Marketing Our Improvements
Artificial intelligence is a whole new thing in this data-driven space. That’s something our Care Services are looking at. We would have to make sure that it works within our goals and the software we’re currently using. But I think anything that allows us to make decisions in a way that frees up folks to do their scope of work is valuable. There are some theoretical arguments around AI, but it’s a promising technology.
I work closely with sales and marketing because they’re the ones that really hear from our current and future residents and their adult children. Some of our communities have made HVAC improvements and that’s something the marketing team has put into some of our collateral. So, there’s an opportunity there to communicate.
Going back to the Kisco Confidence and things we have already put in place is an initiative within Kisco Confidence called Kisco Clean. It involves fogging, electrostatic fogging that disinfects surfaces, which we use along with our high-touch cleaning of door handles, et cetera.
And then we have this thing called Kisco Seal, where cleaning of mechanisms is done. As you may have seen in hotels, the last maintenance person will put a sticker on the door jam, so the person who breaks that seal will be the resident or the families themselves. That’s something we market and it’s something we receive a lot of positive interaction and press around. Our residents say they feel a little bit safer with that, so we’re capitalizing on those aspects.
Serving Our Residents, the Most Important Thing about EHS
Environmental Health and Safety is not just me, it’s a team effort. What I like to tell people is that safety is not the most exciting thing, but it really does affect everybody, right? And if something bad happens, you want to make sure that people know how to react or, at least, know what resources are available to them.

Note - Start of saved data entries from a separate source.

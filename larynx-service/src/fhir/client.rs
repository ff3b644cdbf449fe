//! FHIR REST client.

use base64::Engine;
use reqwest::{Client, RequestBuilder, header};
use serde::Serialize;
use serde::de::DeserializeOwned;
use tracing::debug;

use super::resources::{BinaryResource, Bundle, CatalogRecord, CreatedResource};
use crate::config::FhirConfig;
use crate::error::{FhirError, ServiceError, ServiceResult};

const FHIR_JSON: &str = "application/fhir+json";

/// Decoded content of a `Binary` resource
#[derive(Debug, Clone)]
pub struct FetchedBinary {
    pub content_type: Option<String>,
    pub data: Vec<u8>,
}

/// FHIR server client
#[derive(Clone)]
pub struct FhirClient {
    client: Client,
    config: FhirConfig,
}

impl FhirClient {
    /// Create a new FHIR client
    pub fn new(config: FhirConfig) -> ServiceResult<Self> {
        let client = Client::builder()
            .timeout(config.timeout())
            .user_agent(concat!("larynx-service/", env!("CARGO_PKG_VERSION")))
            .build()
            .map_err(|e| {
                ServiceError::Fhir(FhirError::Connection {
                    url: config.base_url.clone(),
                    source: e,
                })
            })?;

        Ok(Self {
            client,
            config: FhirConfig {
                base_url: config.base_url.trim_end_matches('/').to_string(),
                ..config
            },
        })
    }

    pub fn base_url(&self) -> &str {
        &self.config.base_url
    }

    fn authorize(&self, request: RequestBuilder) -> RequestBuilder {
        match &self.config.bearer_token {
            Some(token) => request.bearer_auth(token),
            None => request,
        }
    }

    /// Send a request and decode a successful JSON response.
    async fn send_json<T: DeserializeOwned>(
        &self,
        url: &str,
        request: RequestBuilder,
    ) -> Result<T, FhirError> {
        let response = self
            .authorize(request.header(header::ACCEPT, FHIR_JSON))
            .send()
            .await
            .map_err(|e| FhirError::Connection {
                url: url.to_string(),
                source: e,
            })?;

        if !response.status().is_success() {
            return Err(FhirError::Status {
                status: response.status().as_u16(),
                message: response.text().await.unwrap_or_default(),
            });
        }

        response.json().await.map_err(|e| FhirError::InvalidResponse {
            url: url.to_string(),
            source: e,
        })
    }

    /// Search the demo-case catalog by its configured category coding.
    ///
    /// Only the first page of results is returned.
    pub async fn search_catalog(&self) -> Result<Vec<CatalogRecord>, FhirError> {
        let url = format!(
            "{}/DocumentReference?category={}&_count={}",
            self.config.base_url,
            urlencoding::encode(&format!(
                "{}|{}",
                self.config.category_system, self.config.category_code
            )),
            self.config.page_size
        );

        let bundle: Bundle<CatalogRecord> = self.send_json(&url, self.client.get(&url)).await?;

        let records = bundle.into_resources();
        debug!(count = records.len(), "Catalog search returned records");
        Ok(records)
    }

    /// Fetch a `Binary` resource and decode its payload.
    ///
    /// Returns `Ok(None)` when the resource exists but carries no data.
    pub async fn fetch_binary(&self, binary_id: &str) -> Result<Option<FetchedBinary>, FhirError> {
        let url = format!(
            "{}/Binary/{}?_format=json",
            self.config.base_url,
            urlencoding::encode(binary_id)
        );

        let binary: BinaryResource = self.send_json(&url, self.client.get(&url)).await?;
        decode_binary(binary_id, binary)
    }

    /// Create a resource and return the id the server assigned to it.
    pub async fn create<T: Serialize + ?Sized>(
        &self,
        resource_type: &str,
        resource: &T,
    ) -> Result<String, FhirError> {
        let url = format!("{}/{}", self.config.base_url, resource_type);

        let request = self
            .client
            .post(&url)
            .header(header::CONTENT_TYPE, FHIR_JSON)
            .json(resource);
        let created: CreatedResource = self.send_json(&url, request).await?;

        created.id.ok_or(FhirError::MissingResourceId)
    }
}

fn decode_binary(
    binary_id: &str,
    binary: BinaryResource,
) -> Result<Option<FetchedBinary>, FhirError> {
    let Some(encoded) = binary.data.filter(|d| !d.is_empty()) else {
        return Ok(None);
    };

    // Some servers wrap long base64 payloads across lines.
    let compact: String = encoded.split_whitespace().collect();
    let data = base64::engine::general_purpose::STANDARD
        .decode(compact.as_bytes())
        .map_err(|e| FhirError::InvalidBinaryData {
            binary_id: binary_id.to_string(),
            source: e,
        })?;

    Ok(Some(FetchedBinary {
        content_type: binary.content_type,
        data,
    }))
}

#[cfg(test)]
mod tests {
    use super::*;

    #[test]
    fn test_decode_binary_with_data() {
        let binary = BinaryResource {
            content_type: Some("application/pdf".to_string()),
            data: Some("JVBERi0x\nLjQ=".to_string()),
        };
        let fetched = decode_binary("b1", binary).unwrap().unwrap();
        assert_eq!(fetched.data, b"%PDF-1.4");
        assert_eq!(fetched.content_type.as_deref(), Some("application/pdf"));
    }

    #[test]
    fn test_decode_binary_without_data_is_missing() {
        let binary = BinaryResource {
            content_type: Some("image/png".to_string()),
            data: None,
        };
        assert!(decode_binary("b1", binary).unwrap().is_none());

        let empty = BinaryResource {
            content_type: None,
            data: Some(String::new()),
        };
        assert!(decode_binary("b2", empty).unwrap().is_none());
    }

    #[test]
    fn test_decode_binary_rejects_garbage() {
        let binary = BinaryResource {
            content_type: None,
            data: Some("***".to_string()),
        };
        let err = decode_binary("b3", binary).unwrap_err();
        assert!(matches!(err, FhirError::InvalidBinaryData { binary_id, .. } if binary_id == "b3"));
    }

    #[test]
    fn test_base_url_trailing_slash_trimmed() {
        let config = FhirConfig {
            base_url: "https://fhir.example.org/r4/".to_string(),
            bearer_token: None,
            timeout_secs: 5,
            category_system: "urn:cat".to_string(),
            category_code: "demo".to_string(),
            page_size: 10,
        };
        let client = FhirClient::new(config).unwrap();
        assert_eq!(client.base_url(), "https://fhir.example.org/r4");
    }
}
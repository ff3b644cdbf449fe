//! Report assembly.
//!
//! An assembled report is a fresh PDF: page 1 is the captured summary view,
//! followed by every page of the source report document rasterized in order.
//! The source document is only read, never modified.

pub mod layout;
pub mod rasterize;
pub mod snapshot;
pub mod summary;
pub mod writer;

pub use layout::{PageSpec, fit_to_page};
pub use rasterize::{PdfiumBackend, RasterBackend, RasterSettings, render_document_pages};
pub use snapshot::ChromiumSnapshotter;
pub use summary::{InlineImage, SummaryView};

use bytes::Bytes;
use futures::future::BoxFuture;
use image::DynamicImage;
use tracing::{debug, info};

use crate::config::ReportConfig;
use crate::error::ReportError;
use writer::{EncodedPage, PageSink, ReportWriter, encode_jpeg};

/// Output page geometry and raster settings for one assembly run
#[derive(Debug, Clone, Copy)]
pub struct ReportLayout {
    pub page: PageSpec,
    pub snapshot_dpi: f64,
    pub raster: RasterSettings,
}

impl From<&ReportConfig> for ReportLayout {
    fn from(config: &ReportConfig) -> Self {
        Self {
            page: PageSpec {
                width_mm: config.page_width_mm,
                height_mm: config.page_height_mm,
                margin_mm: config.margin_mm,
            },
            snapshot_dpi: config.snapshot_dpi,
            raster: RasterSettings {
                scale: config.render_scale,
                jpeg_quality: config.jpeg_quality,
            },
        }
    }
}

/// A finished report
#[derive(Debug, Clone)]
pub struct AssembledReport {
    pub bytes: Vec<u8>,
    pub page_count: usize,
}

/// Build the report from a captured summary view and the source document.
///
/// The result has exactly one more page than `source_pdf`. Any failure
/// aborts the whole run; no partial document is returned.
pub fn assemble_report(
    snapshot: &DynamicImage,
    source_pdf: &[u8],
    backend: &dyn RasterBackend,
    layout: &ReportLayout,
) -> Result<AssembledReport, ReportError> {
    let mut writer = ReportWriter::new(layout.page);

    let (width_px, height_px) = (snapshot.width(), snapshot.height());
    let placement = fit_to_page(width_px, height_px, layout.snapshot_dpi, &layout.page)?;
    debug!(width_px, height_px, ?placement, "Placing summary snapshot");
    writer.push_page(EncodedPage {
        jpeg: encode_jpeg(snapshot, layout.raster.jpeg_quality)?,
        width_px,
        height_px,
        placement,
    })?;

    let source_pages =
        render_document_pages(backend, source_pdf, &mut writer, layout.raster, &layout.page)?;

    let page_count = writer.page_count();
    let bytes = writer.finish()?;
    info!(
        source_pages,
        page_count,
        bytes = bytes.len(),
        "Assembled report"
    );

    Ok(AssembledReport { bytes, page_count })
}

/// Produces an assembled report from a summary view and source document
pub trait ReportRenderer: Send + Sync {
    fn render(
        &self,
        view: SummaryView,
        source_pdf: Bytes,
        layout: ReportLayout,
    ) -> BoxFuture<'_, Result<AssembledReport, ReportError>>;
}

/// Captures the view with headless Chrome and rasterizes the source with PDFium
pub struct HeadlessRenderer {
    snapshotter: ChromiumSnapshotter,
}

impl HeadlessRenderer {
    pub fn new(snapshotter: ChromiumSnapshotter) -> Self {
        Self { snapshotter }
    }
}

impl ReportRenderer for HeadlessRenderer {
    fn render(
        &self,
        view: SummaryView,
        source_pdf: Bytes,
        layout: ReportLayout,
    ) -> BoxFuture<'_, Result<AssembledReport, ReportError>> {
        Box::pin(async move {
            let snapshot = self.snapshotter.capture(&view.render_snapshot_html()).await?;

            // PDFium is synchronous and CPU-bound
            tokio::task::spawn_blocking(move || {
                let backend = PdfiumBackend::new()?;
                assemble_report(&snapshot, &source_pdf, &backend, &layout)
            })
            .await
            .map_err(|e| ReportError::Task {
                message: e.to_string(),
            })?
        })
    }
}
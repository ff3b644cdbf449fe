//! FHIR server integration.
//!
//! Only the handful of R4 resources the service touches are modelled:
//! the `DocumentReference` catalog records, `Binary` payloads, and the
//! `Observation` written back after analysis.

pub mod client;
pub mod observation;
pub mod resources;

pub use client::{FetchedBinary, FhirClient};
pub use observation::build_observation;
pub use resources::{Attachment, CatalogRecord};
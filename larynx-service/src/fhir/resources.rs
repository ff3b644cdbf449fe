//! FHIR resource shapes as returned by the server.
//!
//! Fields the service does not read are ignored on deserialization.

use serde::{Deserialize, Serialize};

/// Search result bundle
#[derive(Debug, Clone, Default, Deserialize)]
pub struct Bundle<T> {
    #[serde(default = "Vec::new")]
    pub entry: Vec<BundleEntry<T>>,
}

#[derive(Debug, Clone, Deserialize)]
pub struct BundleEntry<T> {
    pub resource: Option<T>,
}

impl<T> Bundle<T> {
    /// Resources carried by the bundle, skipping entries without one.
    pub fn into_resources(self) -> Vec<T> {
        self.entry
            .into_iter()
            .filter_map(|entry| entry.resource)
            .collect()
    }
}

/// A catalog record: one demo case as a `DocumentReference`
#[derive(Debug, Clone, Default, Serialize, Deserialize)]
pub struct CatalogRecord {
    #[serde(default, skip_serializing_if = "Option::is_none")]
    pub id: Option<String>,

    #[serde(default)]
    pub identifier: Vec<Identifier>,

    #[serde(default)]
    pub content: Vec<Content>,
}

#[derive(Debug, Clone, Default, Serialize, Deserialize)]
pub struct Identifier {
    #[serde(default, skip_serializing_if = "Option::is_none")]
    pub system: Option<String>,

    #[serde(default, skip_serializing_if = "Option::is_none")]
    pub value: Option<String>,
}

#[derive(Debug, Clone, Default, Serialize, Deserialize)]
pub struct Content {
    #[serde(default, skip_serializing_if = "Option::is_none")]
    pub attachment: Option<Attachment>,
}

#[derive(Debug, Clone, Default, Serialize, Deserialize)]
#[serde(rename_all = "camelCase")]
pub struct Attachment {
    #[serde(default, skip_serializing_if = "Option::is_none")]
    pub content_type: Option<String>,

    #[serde(default, skip_serializing_if = "Option::is_none")]
    pub url: Option<String>,
}

/// `Binary` resource in its JSON representation
#[derive(Debug, Clone, Deserialize)]
#[serde(rename_all = "camelCase")]
pub struct BinaryResource {
    #[serde(default)]
    pub content_type: Option<String>,

    /// Base64-encoded payload; absent when the server holds no content.
    #[serde(default)]
    pub data: Option<String>,
}

/// Minimal view of a created resource, used to read back the assigned id
#[derive(Debug, Clone, Deserialize)]
pub struct CreatedResource {
    pub id: Option<String>,
}
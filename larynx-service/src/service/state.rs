//! State structures for the larynx service.
//!
//! A [`Session`] is the explicit context for one front-end session: its
//! catalog index, the shown selection and the handles it owns.

use chrono::{DateTime, Utc};
use serde::{Deserialize, Serialize};
use tokio_util::sync::CancellationToken;
use uuid::Uuid;

use crate::analysis::AnalysisResult;
use crate::catalog::{CatalogEntry, CatalogIndex};
use crate::handles::{Handle, HandleTracker, ResourceClass};
use crate::report::{InlineImage, SummaryView};

/// Exam metadata entered on the selection form
#[derive(Debug, Clone, Default, PartialEq, Serialize, Deserialize)]
pub struct ExamMetadata {
    /// Used verbatim as the FHIR `Patient.id`.
    pub patient_id: String,
    #[serde(default)]
    pub patient_name: String,
    #[serde(default)]
    pub patient_sex: String,
    #[serde(default)]
    pub patient_age: String,
    #[serde(default)]
    pub exam_date: String,
}

/// Which screen the session is on
#[derive(Debug, Clone, Copy, PartialEq, Eq, Serialize)]
#[serde(rename_all = "snake_case")]
pub enum SessionPhase {
    Selecting,
    ResultShown,
}

/// Outcome of fetching one artifact of a selection
#[derive(Debug, Clone, PartialEq, Serialize)]
#[serde(tag = "status", rename_all = "snake_case")]
pub enum ArtifactStatus {
    Loaded {
        url: String,
        content_type: String,
        size: usize,
    },
    /// The resource exists but carries no data.
    Missing,
    Failed {
        message: String,
    },
    /// The catalog entry does not reference this artifact.
    NotAvailable,
}

impl ArtifactStatus {
    pub fn loaded(handle: &Handle) -> Self {
        ArtifactStatus::Loaded {
            url: handle.url(),
            content_type: handle.content_type.clone(),
            size: handle.size,
        }
    }

    #[cfg(test)]
    pub fn is_loaded(&self) -> bool {
        matches!(self, ArtifactStatus::Loaded { .. })
    }
}

/// Per-artifact status of the shown selection
#[derive(Debug, Clone, PartialEq, Serialize)]
pub struct ArtifactReport {
    pub raw_image: ArtifactStatus,
    pub summary_image: ArtifactStatus,
    pub report_document: ArtifactStatus,
}

/// The submitted selection
#[derive(Debug, Clone, Serialize)]
pub struct ShownResult {
    pub entry: CatalogEntry,
    pub metadata: ExamMetadata,
    pub analysis: AnalysisResult,
    pub artifacts: ArtifactReport,
}

/// One front-end session (in-memory only)
#[derive(Debug)]
pub struct Session {
    pub id: Uuid,
    pub index: CatalogIndex,
    pub phase: SessionPhase,
    pub result: Option<ShownResult>,
    pub handles: HandleTracker,
    /// Incremented on every submit; fetches tagged with an older value are stale.
    pub generation: u64,
    pub cancel: CancellationToken,
    pub created_at: DateTime<Utc>,
}

impl Session {
    pub fn new(id: Uuid, index: CatalogIndex, handles: HandleTracker) -> Self {
        Self {
            id,
            index,
            phase: SessionPhase::Selecting,
            result: None,
            handles,
            generation: 0,
            cancel: CancellationToken::new(),
            created_at: Utc::now(),
        }
    }

    /// Start a new selection: cancel in-flight fetches of the previous one.
    ///
    /// Returns the new generation and the token its fetches should observe.
    pub fn begin_selection(&mut self) -> (u64, CancellationToken) {
        self.cancel.cancel();
        self.cancel = CancellationToken::new();
        self.generation += 1;
        (self.generation, self.cancel.clone())
    }

    /// Summary view of the shown result, with images inlined from held handles.
    pub fn summary_view(&self) -> Option<SummaryView> {
        let result = self.result.as_ref()?;
        let inline = |class: ResourceClass| {
            let handle = self.handles.get(class)?;
            Some(InlineImage {
                content_type: handle.content_type.clone(),
                data: self.handles.data(class)?,
            })
        };

        Some(SummaryView {
            metadata: result.metadata.clone(),
            model: result.entry.model.clone(),
            image_label: result.entry.image_label.clone(),
            analysis: Some(result.analysis.clone()),
            raw_image: inline(ResourceClass::RawImage),
            summary_image: inline(ResourceClass::SummaryImage),
            report_frame_src: self
                .handles
                .get(ResourceClass::ReportDocument)
                .map(Handle::url),
        })
    }

    pub fn report_enabled(&self) -> bool {
        self.phase == SessionPhase::ResultShown
            && self.handles.get(ResourceClass::ReportDocument).is_some()
    }

    pub fn observation_enabled(&self) -> bool {
        self.phase == SessionPhase::ResultShown
            && self
                .result
                .as_ref()
                .is_some_and(|result| result.entry.raw_binary_id.is_some())
    }
}
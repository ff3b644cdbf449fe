//! Summary view capture.
//!
//! Uses chromiumoxide to load the snapshot markup into a headless
//! Chrome/Chromium tab and take a full-page PNG screenshot.

use std::time::{Duration, Instant};

use chromiumoxide::browser::{Browser, BrowserConfig};
use chromiumoxide::cdp::browser_protocol::page::CaptureScreenshotFormat;
use chromiumoxide::cdp::browser_protocol::target::CreateTargetParams;
use chromiumoxide::page::ScreenshotParams;
use futures::StreamExt;
use image::DynamicImage;
use tracing::debug;

use crate::config::BrowserConfig as BrowserSettings;
use crate::error::ReportError;

const READY_TIMEOUT: Duration = Duration::from_secs(15);

/// Captures HTML markup as a raster image with a headless browser
#[derive(Debug, Clone)]
pub struct ChromiumSnapshotter {
    settings: BrowserSettings,
}

impl ChromiumSnapshotter {
    pub fn new(settings: BrowserSettings) -> Self {
        Self { settings }
    }

    /// Render `html` and return the full-page screenshot.
    pub async fn capture(&self, html: &str) -> Result<DynamicImage, ReportError> {
        let mut builder = BrowserConfig::builder()
            .window_size(self.settings.window_width, self.settings.window_height)
            .arg("--headless")
            .arg("--disable-gpu")
            .arg("--no-sandbox")
            .arg("--disable-dev-shm-usage");

        if let Some(path) = &self.settings.chrome_path {
            builder = builder.chrome_executable(path);
        }

        let config = builder.build().map_err(|e| ReportError::Snapshot {
            message: format!("invalid browser configuration: {}", e),
        })?;

        let (mut browser, mut handler) =
            Browser::launch(config)
                .await
                .map_err(|e| ReportError::Snapshot {
                    message: format!("failed to launch browser: {}", e),
                })?;

        // Spawn handler task to process browser events
        let handle = tokio::spawn(async move {
            while let Some(h) = handler.next().await {
                if h.is_err() {
                    break;
                }
            }
        });

        let result = self.render_and_capture(&browser, html).await;

        // Cleanup: close browser and stop the handler
        let _ = browser.close().await;
        handle.abort();

        let png = result?;
        debug!(bytes = png.len(), "Captured summary view");
        image::load_from_memory(&png).map_err(ReportError::from)
    }

    async fn render_and_capture(
        &self,
        browser: &Browser,
        html: &str,
    ) -> Result<Vec<u8>, ReportError> {
        let snapshot_error = |e: chromiumoxide::error::CdpError| ReportError::Snapshot {
            message: e.to_string(),
        };

        let page = browser
            .new_page(CreateTargetParams::new("about:blank"))
            .await
            .map_err(snapshot_error)?;
        page.set_content(html).await.map_err(snapshot_error)?;
        wait_until_loaded(&page).await;

        page.screenshot(
            ScreenshotParams::builder()
                .format(CaptureScreenshotFormat::Png)
                .full_page(true)
                .omit_background(false)
                .build(),
        )
        .await
        .map_err(snapshot_error)
    }
}

/// Poll until the document and all of its images have finished loading.
///
/// Gives up silently after a timeout; the screenshot then shows whatever
/// has rendered so far.
async fn wait_until_loaded(page: &chromiumoxide::Page) {
    let start = Instant::now();

    while start.elapsed() < READY_TIMEOUT {
        let result = page
            .evaluate(
                r#"
                (() => document.readyState === 'complete'
                    && Array.from(document.images).every(img => img.complete))()
            "#,
            )
            .await;

        if let Ok(val) = result
            && let Ok(true) = val.into_value::<bool>()
        {
            return;
        }

        tokio::time::sleep(Duration::from_millis(100)).await;
    }

    debug!("Summary view did not finish loading before capture");
}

It’s really a community-led initiative. It’s something that my position helps to support, of course. We’re trying to make our strategy more robust, trying to be innovative in that way. In the end, we’re serving our residents. I think that’s the most important thing about health and safety, it’s really a team sport.
Lessons Learned from COVID
Combatting influenza is part of our overall infection prevention and control strategy. Flu, in this industry, is devastating. It’s seasonal, but nonetheless has great economic and personal costs associated with it. We’re using a lot of the things we learned from COVID.
In a way that’s a very dull silver lining because COVID is terrible, but we have learned from it and can use new information whether it’s influenza or even norovirus. It’s a different way of transmission, of course, but we have a little bit more understanding of how we can try and nip things in the bud, making sure it’s more about prevention.
Protecting Ourselves and Others
We’re very proud to say that our vaccine uptake is high. We’re proud of our efforts there. I think people really understand that this is to protect ourselves and others and hopefully it continues across the nation.
I think environmental health and safety should be prevalent everywhere, just figuring out what our unique hazards are, whether it’s a workplace hazard or chemical hazard, or even psychological or psychosocial. These are all very important and making sure that everybody feels as safe as possible, wherever they live and wherever they work. I think it’s a really cool field. It’s always evolving. We can use more EHS professionals.